IAGenWeb, dedicated to providing free genealogy records.

 Iowa History

       An IAGenWeb Special Project


Join Our IAGenWeb Team










Martin C. Lange enjoys distinct prestige in the business circles of Sioux City, where he is efficiently serving in the responsible position of treasurer of the Knapp & Spencer Company, to the success of which concern he is a contributing factor.  Born in North Freedom, Wisconsin, on the 4th day of November, 1894, he is a son of C. A. and Cora R. (Simons) Lange, the former a native of Wisconsin and the latter of Travis, Minnesota.  The father was a construction engineer in the employ of the state of Wisconsin giving his attention to the building of roads, and he and his wife are still living in that state.

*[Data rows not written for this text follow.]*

//! Query descriptors, the query cache, and incremental matching
//!
//! A query is compiled once from its all/any/none component-id sets. The
//! sets are canonicalized (sorted, deduplicated) and hashed by content, so
//! semantically equal descriptors intern to the same cached query. Each
//! cached query keeps the list of matching archetypes and a marker of how
//! many archetypes it has examined; archetypes are append-only, so catching
//! up is a suffix scan that never rescans old nodes.

use ahash::AHashMap;
use smallvec::SmallVec;

use crate::archetype::{Archetype, ArchetypeGraph, ArchetypeId};
use crate::component::{Component, ComponentTypeId};
use crate::world::World;
use crate::{EcsError, EcsResult};

/// Canonicalized all/any/none filter over component sets
#[derive(Debug, Clone, PartialEq, Eq)]
pub struct QueryDescriptor {
    all: SmallVec<[ComponentTypeId; 8]>,
    any: SmallVec<[ComponentTypeId; 8]>,
    none: SmallVec<[ComponentTypeId; 8]>,
    hash: u64,
}

impl QueryDescriptor {
    pub(crate) fn new(
        mut all: SmallVec<[ComponentTypeId; 8]>,
        mut any: SmallVec<[ComponentTypeId; 8]>,
        mut none: SmallVec<[ComponentTypeId; 8]>,
    ) -> Self {
        all.sort_unstable();
        all.dedup();
        any.sort_unstable();
        any.dedup();
        none.sort_unstable();
        none.dedup();
        let hash = content_hash(&all, &any, &none);
        Self {
            all,
            any,
            none,
            hash,
        }
    }

    /// Content hash; equal for descriptors with equal canonical sets
    pub fn hash(&self) -> u64 {
        self.hash
    }

    /// An archetype matches iff it contains every `all` id, none of the
    /// `none` ids, and at least one `any` id when `any` is non-empty.
    pub(crate) fn matches(&self, archetype: &Archetype) -> bool {
        for &comp in &self.all {
            if !archetype.has_component(comp) {
                return false;
            }
        }
        for &comp in &self.none {
            if archetype.has_component(comp) {
                return false;
            }
        }
        if self.any.is_empty() {
            return true;
        }
        self.any.iter().any(|&comp| archetype.has_component(comp))
    }
}

fn content_hash(
    all: &[ComponentTypeId],
    any: &[ComponentTypeId],
    none: &[ComponentTypeId],
) -> u64 {
    let mut hash = (all.len() + any.len() + none.len()) as u64;
    for comp in all {
        hash = hash.wrapping_mul(13).wrapping_add(comp.0 as u64);
    }
    for comp in any {
        hash = hash.wrapping_mul(17).wrapping_add(comp.0 as u64);
    }
    for comp in none {
        hash = hash.wrapping_mul(23).wrapping_sub(comp.0 as u64);
    }
    hash
}

/// Builder resolving component types against a world's registry
pub struct QueryBuilder<'w> {
    world: &'w World,
    all: SmallVec<[ComponentTypeId; 8]>,
    any: SmallVec<[ComponentTypeId; 8]>,
    none: SmallVec<[ComponentTypeId; 8]>,
    error: Option<EcsError>,
}

impl<'w> QueryBuilder<'w> {
    pub(crate) fn new(world: &'w World) -> Self {
        Self {
            world,
            all: SmallVec::new(),
            any: SmallVec::new(),
            none: SmallVec::new(),
            error: None,
        }
    }

    fn resolve<T: Component>(&mut self) -> Option<ComponentTypeId> {
        match self.world.component_id::<T>() {
            Ok(id) => Some(id),
            Err(err) => {
                self.error.get_or_insert(err);
                None
            }
        }
    }

    /// Require the component to be present
    pub fn with_all<T: Component>(mut self) -> Self {
        if let Some(id) = self.resolve::<T>() {
            self.all.push(id);
        }
        self
    }

    /// Require at least one of the `any` components to be present
    pub fn with_any<T: Component>(mut self) -> Self {
        if let Some(id) = self.resolve::<T>() {
            self.any.push(id);
        }
        self
    }

    /// Require the component to be absent
    pub fn with_none<T: Component>(mut self) -> Self {
        if let Some(id) = self.resolve::<T>() {
            self.none.push(id);
        }
        self
    }

    /// Id-based variant of [`Self::with_all`]
    pub fn with_all_ids(mut self, ids: &[ComponentTypeId]) -> Self {
        self.all.extend_from_slice(ids);
        self
    }

    /// Id-based variant of [`Self::with_any`]
    pub fn with_any_ids(mut self, ids: &[ComponentTypeId]) -> Self {
        self.any.extend_from_slice(ids);
        self
    }

    /// Id-based variant of [`Self::with_none`]
    pub fn with_none_ids(mut self, ids: &[ComponentTypeId]) -> Self {
        self.none.extend_from_slice(ids);
        self
    }

    /// Canonicalize into a descriptor; fails if any named type was never
    /// registered.
    pub fn build(self) -> EcsResult<QueryDescriptor> {
        match self.error {
            Some(err) => Err(err),
            None => Ok(QueryDescriptor::new(self.all, self.any, self.none)),
        }
    }
}

/// Handle to a cached query, stable for the world's lifetime
#[derive(Debug, Clone, Copy, PartialEq, Eq, Hash)]
pub struct QueryId(pub(crate) u32);

impl QueryId {
    /// Get the id as a dense array index
    pub fn index(self) -> usize {
        self.0 as usize
    }
}

/// One cached query: descriptor, match list, and catch-up marker
pub(crate) struct QueryState {
    descriptor: QueryDescriptor,
    archetypes: Vec<ArchetypeId>,
    /// Number of archetypes examined so far
    seen_archetypes: usize,
}

impl QueryState {
    pub(crate) fn descriptor(&self) -> &QueryDescriptor {
        &self.descriptor
    }

    pub(crate) fn archetypes(&self) -> &[ArchetypeId] {
        &self.archetypes
    }
}

/// Interns descriptors by content hash and owns the cached match lists
pub(crate) struct QueryCache {
    states: Vec<QueryState>,
    /// Hash buckets; almost always one entry, but the content hash is weak
    /// enough to collide across different descriptors
    by_hash: AHashMap<u64, SmallVec<[QueryId; 1]>>,
}

impl QueryCache {
    pub(crate) fn with_capacity(capacity: usize) -> Self {
        Self {
            states: Vec::with_capacity(capacity),
            by_hash: AHashMap::new(),
        }
    }

    /// Return the cached query for the descriptor, or allocate one.
    /// The boolean is true when a new query was created.
    ///
    /// A hash hit is confirmed by comparing descriptors, so two descriptors
    /// whose weak content hashes collide still get distinct queries.
    pub(crate) fn get_or_insert(&mut self, descriptor: QueryDescriptor) -> (QueryId, bool) {
        if let Some(ids) = self.by_hash.get(&descriptor.hash) {
            for &id in ids {
                if self.states[id.index()].descriptor == descriptor {
                    return (id, false);
                }
            }
        }
        let id = QueryId(self.states.len() as u32);
        self.by_hash.entry(descriptor.hash).or_default().push(id);
        self.states.push(QueryState {
            descriptor,
            archetypes: Vec::new(),
            seen_archetypes: 0,
        });
        tracing::debug!(query = id.0, "compiled query");
        (id, true)
    }

    /// Examine archetypes created since the last refresh and append the
    /// matching ones. Strictly incremental; already-listed archetypes are
    /// never revisited.
    pub(crate) fn refresh(&mut self, query: QueryId, graph: &ArchetypeGraph) {
        let state = &mut self.states[query.index()];
        if state.seen_archetypes >= graph.len() {
            return;
        }
        for index in state.seen_archetypes..graph.len() {
            let archetype = graph.archetype(ArchetypeId(index as u32));
            if state.descriptor.matches(archetype) {
                state.archetypes.push(archetype.id());
            }
        }
        state.seen_archetypes = graph.len();
    }

    pub(crate) fn state(&self, query: QueryId) -> &QueryState {
        &self.states[query.index()]
    }

    pub(crate) fn len(&self) -> usize {
        self.states.len()
    }
}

Of the six children born to them, Martin,  C. Lange is the oldest.  He attended the public schools of North Freedom and then took a course in a business college in Baraboo, Wisconsin.  In April, 1918, he went to work for the Wisconsin Zinc Company, at Plattesville, Wisconsin, but soon afterwards resigned and enlisted for service in the World war, being assigned to the Forty-eighth Coast Artillery, with which he served until receiving an honorable discharge in 1919, Mr. Lange came to Sioux City as bookkeeper for the Knapp & Spencer Company, by whom his ability and faithfulness were quickly recognized, and he was successively promoted from time to time until, in 1922, he became treasurer of the company, which position he is now filling.

Mr. Lange is  vice president and a director of the Interstate Association of Credit Men, is a member of the Riverside Boat Club, the High Twelve Club and the Credo Club.  Fraternally, he is a member of the Masonic order, in which he belongs to lodge, chapter and commandery, and is also a member of the American Legion.  Politically Mr. Lange maintains an independent attitude but in all affairs affecting the well being of the community he takes an active interest.  He is a member of the First Methodist Episcopal church and, because of his business success, his splendid character and his friendly manner, he is held in high esteem by all who know him.


Warren D. Lathrop, an honored veteran of the Civil war, has been a resident of Cherokee county for fifty-seven years and is rounding out a well spent life in the ease and comfort purchased by laborious effort directed into constructive channels.  He was born November 7, 1844, in Delaware county, Iowa, his parents were Ichabod D. and Catherine (Humphreys) Lathrop, the latter a native of Ohio.  The father was born in the state of New York and came to Iowa in pioneer times.  He settled on a farm in Hardin county and there spent the remainder of his life, transforming his land into a rich and productive tract on which he made many improvements.  He had a family of nine children, seven of whom are deceased.

Mr. Lathrop attended the rural schools near his father's farm and aided him in the cultivation of the soil until 1862, when he responded to the call to arms, becoming a member of the Company A, Thirty-second Regiment of Iowa Infantry.  He was with the Western Army and spent three years in the service of the Union.  He participated in many notable battles and was wounded in the left leg.  He was mustered out at Davenport, Iowa, and returned to Hardin county, where he engaged in farming for about three years.    In 1868 he came to Cherokee county and entered a homestead in Afton township.  He proved up on the land, which he brought to a high state of development, and in his work was guided by a progressive spirit, keeping in close touch with the latest developments along agricultural lines.  Eventually he sold the farm and since his retirement has lived in Cherokee with leisure to devote to those affairs in which he is most interested.

In 1868 Mr. Lathrop married Miss Rosa Armour, who passed away in 1912 and was laid to rest in the Oak Hill cemetery at Cherokee.  Four children were born to them but two are deceased.  Those who survive are Frank E.; and Erma D., the wife of Russell A. Jones.  Mr. Lathrop is a republican in his political views and has held several county and township offices, discharging every duty with fidelity and thoroughness.  He is a member of Custer Post, No. 25, of the Grand Army of the Republic and derives much pleasure from his association with the "Boys in Blue."  He is also connected with the Independent Order of Odd Fellows and the Knights of Pythias.  His life has been long, upright and useful, crowned with successful achievement, and the years have brought him an ever widening circle of steadfast friends.